In Europe, Siloxanes are evaluated under the chemicals framework known as REACH that aims to improve the protection of human health and the environment by the better and earlier identification of the intrinsic properties of chemical substances. Because regulators suspect that some siloxanes maybe PBT (Persistent, Bioaccumulative, Toxic) or vPvB (very Persistent, very Bioaccumulative) substances, they came under scrutiny. However, the European PBT or vPvB assessment standard do not allow for accurate evaluation of the unique and multiple characteristics of siloxanes.
The European Union’s Chemicals management program (REACH) adopted restrictions about the use of D4 and D5 in May 2017.
The range of the restriction is limited to wash-off cosmetics with a weight concentration of D4 or D5 equal to or greater than 0.1%. All manufacturers including SiSiB, a reliable siloxane company, which place on the market products that are within the restriction range must comply with the restriction requirements until January 31, 2020.
In response to this restriction, the silicone industry has established a Waste-Water Treatment Plant (WWTP) monitoring plan in five European countries to determine the current siloxane baseline influent concentrations and help to evaluate the effectiveness of the restriction in reducing D4 and D5 waste-water emissions. Preliminary the results show that D4 and D5 WWTP influent concentrations are far below the baseline levels predicted in the restriction archive. Moreover, D4 already conform to the predicted post-restriction concentrations.
In April 2017, the European Chemicals Agency (ECHA) published its purpose to evaluate the need for further restriction of D4 and D5 in leave-on personal care products and other consumer or professional uses (e.g. polishes and silicone based waxes, dry cleaning, washing and cleaning products).
In January 2018, the European Commission requested D6 should be added to the range of the restriction and the ‘wash-off’ restriction. The restriction proposal about D4, D5, and D6 in leave-on products, also add D6 to the ‘wash-off’ restriction was published in March 2019.

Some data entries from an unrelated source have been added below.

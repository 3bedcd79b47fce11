use thiserror::Error;

#[derive(Debug, Error)]
pub enum MuzzikError {
    #[error("required credential not set: {0}")]
    MissingCredential(String),
    #[error("config rejected: {0}")]
    InvalidConfig(String),
    #[error("another sync run holds the lock: {0}")]
    Locked(String),
    #[error("state file is corrupt: {0}")]
    CorruptState(String),
    #[error("destination quota exhausted: {0}")]
    QuotaExhausted(String),
}

impl MuzzikError {
    pub fn code(&self) -> MuzzikErrorCode {
        match self {
            Self::MissingCredential(_) => MuzzikErrorCode::E009CredentialsMissing,
            Self::InvalidConfig(_) => MuzzikErrorCode::E005ConfigMissing,
            Self::Locked(_) => MuzzikErrorCode::E001Locked,
            Self::CorruptState(_) => MuzzikErrorCode::E007StateCorrupt,
            Self::QuotaExhausted(_) => MuzzikErrorCode::E008QuotaExhausted,
        }
    }
}

#[derive(Debug, Clone, Copy, PartialEq, Eq)]
pub enum MuzzikErrorCode {
    E001Locked,
    E005ConfigMissing,
    E007StateCorrupt,
    E008QuotaExhausted,
    E009CredentialsMissing,
}

impl MuzzikErrorCode {
    pub fn as_str(self) -> &'static str {
        match self {
            Self::E001Locked => "E001_LOCKED",
            Self::E005ConfigMissing => "E005_CONFIG_MISSING",
            Self::E007StateCorrupt => "E007_STATE_CORRUPT",
            Self::E008QuotaExhausted => "E008_QUOTA_EXHAUSTED",
            Self::E009CredentialsMissing => "E009_CREDENTIALS_MISSING",
        }
    }
}

/// Code of the first typed failure in `err`'s context chain.
pub fn error_code(err: &anyhow::Error) -> Option<MuzzikErrorCode> {
    err.chain()
        .find_map(|cause| cause.downcast_ref::<MuzzikError>())
        .map(MuzzikError::code)
}

/// True when `err` (or anything in its context chain) is a destination quota signal.
pub fn is_quota_exhausted(err: &anyhow::Error) -> bool {
    err.chain().any(|cause| {
        matches!(
            cause.downcast_ref::<MuzzikError>(),
            Some(MuzzikError::QuotaExhausted(_))
        )
    })
}

#[cfg(test)]
mod tests {
    use super::*;
    use anyhow::Context;

    #[test]
    fn quota_signal_survives_added_context() {
        let err: anyhow::Error = MuzzikError::QuotaExhausted("quotaExceeded".into()).into();
        let wrapped = Err::<(), _>(err)
            .context("failed to create playlist")
            .expect_err("error");
        assert!(is_quota_exhausted(&wrapped));
        assert_eq!(
            error_code(&wrapped),
            Some(MuzzikErrorCode::E008QuotaExhausted)
        );
    }

    #[test]
    fn other_errors_are_not_quota() {
        let err = anyhow::anyhow!("connection reset");
        assert!(!is_quota_exhausted(&err));
        assert_eq!(error_code(&err), None);
        assert_eq!(
            MuzzikError::Locked("x".into()).code().as_str(),
            "E001_LOCKED"
        );
    }
}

After a Risk Management Option Analysis (RMOA) of D4 and D5 in late 2017, Germany make a conclusion that these substances conform to the REACH standard for PBT and vPvB and should be defined as Substances of Very High Concern (SVHC). Meanwhile the Commission requested ECHA to establish a similar SVHC archive for D6, according to the ECHA PBT Expert Group’s conclusion that D6 should be defined a vPvB substance.